Assuming set -e (set -o errexit) is used as well, this can be shortened to pipe | that | fails || test $? -eq 141 (+ some indispensable comments, of course, that explain magic number).
Note this doesn't preserve the original exit code from the pipe. Although it appears to, the else exit $? will return 1 because of the test command executed by [[. An alternative solution that preserves the exit code is shown here.
-1 from me because of the problem mentioned by @SpinUp. Their answer is better.
12

The trap command lets you specify a command to run when encountering a signal. To ignore a signal, pass the empty string:

trap '' PIPE

7 Comments

Wouldn't this ignore all non-zero errors and defeat pipefail? If so, how would test the error code from the signal that gets raised, so that I can continue on 0 and 141?
This would only ignore SIGPIPE errors, leaving other signals unaffected.
Have I totally misunderstood the question? I assumed it was about ignoring the error code returned by a child process that receives SIGPIPE. This answer is about ignoring SIGPIPE in the current process. So it only helps if the child process is a script that you wrote that you can include this line in. (In which case it's probably wrong -- your child process will write forever if it's consuming infinite input like /dev/urandom.)
There seem to be two opposite questions ("Is there a way to set bash to ignore SIGPIPE errors", which I answered, and "[I]s there an approach to writing an error handler that will handle all error status codes but, say, 0 and 141", which I interpreted as "Handle everything except SIGPIPE".)
Doesn't work for while cond; do echo something; done | head -10 (at least not for GNU bash, version 5.1.8(1)-release (x86_64-apple-darwin19.6.0))
|
7

There isn't a way that I know of to do this for the whole script. It would be risky in general, since there's no way to know that a child process didn't return 141 for a different reason.

But you can do this on a per-command basis. The || operator suppresses any errors returned by the first command, so you can do something like:

set -e -o pipefail
(cat /dev/urandom || true) | head -c 10 | base64
echo 'cat exited with SIGPIPE, but we still got here!'

Comments

4

Is there a way to set bash to ignore SIGPIPE errors, or is there an approach to writing an error handler that will handle all error status codes but, say, 0 and 141?

An alternative answer to the second question, which ignores the SIGPIPE termination signal from the child process (exit code 141):

cmd1 | cmd2 | cmd3 || { ec=$?; [ $ec -eq 141 ] && true || (exit $ec); }

This uses the exit command in a subshell to preserve the original exit code from the command pipe intact, if it's not 141. Thus, it will have the intended effect if set -e (set -o errexit) is in effect along with set -o pipefail.

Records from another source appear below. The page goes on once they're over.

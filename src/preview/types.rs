//! Rendered preview types.

/// A prompt value rendered for the preview pane.
#[derive(Debug, Clone, Default, PartialEq, Eq)]
pub struct Preview {
    lines: Vec<PreviewLine>,
}

impl Preview {
    pub(crate) const fn from_lines(lines: Vec<PreviewLine>) -> Self {
        Self { lines }
    }

    /// Get the total number of rendered lines.
    pub fn line_count(&self) -> usize {
        self.lines.len()
    }

    pub fn lines(&self) -> &[PreviewLine] {
        &self.lines
    }

    /// Lines in `offset..offset + count`, clamped to the preview.
    pub fn visible_lines(&self, offset: usize, count: usize) -> &[PreviewLine] {
        let start = offset.min(self.lines.len());
        let end = offset.saturating_add(count).min(self.lines.len());
        &self.lines[start..end]
    }
}

/// A single rendered line.
#[derive(Debug, Clone, PartialEq, Eq)]
pub struct PreviewLine {
    content: String,
    line_type: LineType,
    spans: Vec<InlineSpan>,
}

impl PreviewLine {
    pub const fn new(content: String, line_type: LineType) -> Self {
        Self {
            content,
            line_type,
            spans: Vec::new(),
        }
    }

    pub fn with_spans(line_type: LineType, spans: Vec<InlineSpan>) -> Self {
        let content = spans.iter().map(InlineSpan::text).collect();
        Self {
            content,
            line_type,
            spans,
        }
    }

    pub fn content(&self) -> &str {
        &self.content
    }

    pub const fn line_type(&self) -> &LineType {
        &self.line_type
    }

    /// Get inline spans, if present.
    pub fn spans(&self) -> Option<&[InlineSpan]> {
        if self.spans.is_empty() {
            None
        } else {
            Some(&self.spans)
        }
    }
}

/// Inline style flags for a text span.
#[derive(Debug, Clone, Copy, Default, PartialEq, Eq)]
pub struct InlineStyle {
    pub emphasis: bool,
    pub strong: bool,
    pub code: bool,
    pub strikethrough: bool,
    pub link: bool,
}

/// A styled inline span.
#[derive(Debug, Clone, PartialEq, Eq)]
pub struct InlineSpan {
    text: String,
    style: InlineStyle,
}

impl InlineSpan {
    pub const fn new(text: String, style: InlineStyle) -> Self {
        Self { text, style }
    }

    pub fn text(&self) -> &str {
        &self.text
    }

    pub const fn style(&self) -> InlineStyle {
        self.style
    }
}

/// Type of a rendered line, used for styling.
#[derive(Debug, Clone, Copy, PartialEq, Eq)]
pub enum LineType {
    /// Normal paragraph text
    Paragraph,
    /// Heading with level (1-6)
    Heading(u8),
    /// Code block line
    CodeBlock,
    /// Block quote line
    BlockQuote,
    /// List item with nesting level
    ListItem(usize),
    /// Table row
    Table,
    /// Horizontal rule
    HorizontalRule,
    /// Shown when the prompt is empty
    Placeholder,
    /// Empty line
    Empty,
}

We can use a function for cleaner code, which allows the use of return instead of the trick of putting exit in a subshell:

handle_pipefails() { 
    # ignore exit code 141 from command pipes
    [ $1 -eq 141 ] && return 0
    return $1
}

# then use it or test it as:
yes | head -n 1 || handle_pipefails $?
echo "ec=$?"

# then change the tested code from 141 to e.g. 999 in
# the function, and see that ec was in fact captured as
# 141, unlike the current highest voted answer which 
# exits with code 1.


# An alternative, if you want to test the exit status of all commands in a pipe:
handle_pipefails2() {
    # ignore exit code 141 from more complex command pipes
    # - use with: cmd1 | cmd2 | cmd3 || handle_pipefails2 "${PIPESTATUS[@]}"
    for x in "$@"; do
        (( $x == 141 )) || { (( $x > 0 )) && return $x; }
    done
    return 0
}

Aside: Question Interpretation

As pointed out in the comments to @chepner's answer, interpreting the first part of the question is more difficult -- one interpretation is, "ignoring error codes from child processes generated by SIGPIPE", and the code above accomplishes that. However, causing Bash to ignore the SIGPIPE signal entirely can make a child process write forever, since it never receives a termination signal. E.g.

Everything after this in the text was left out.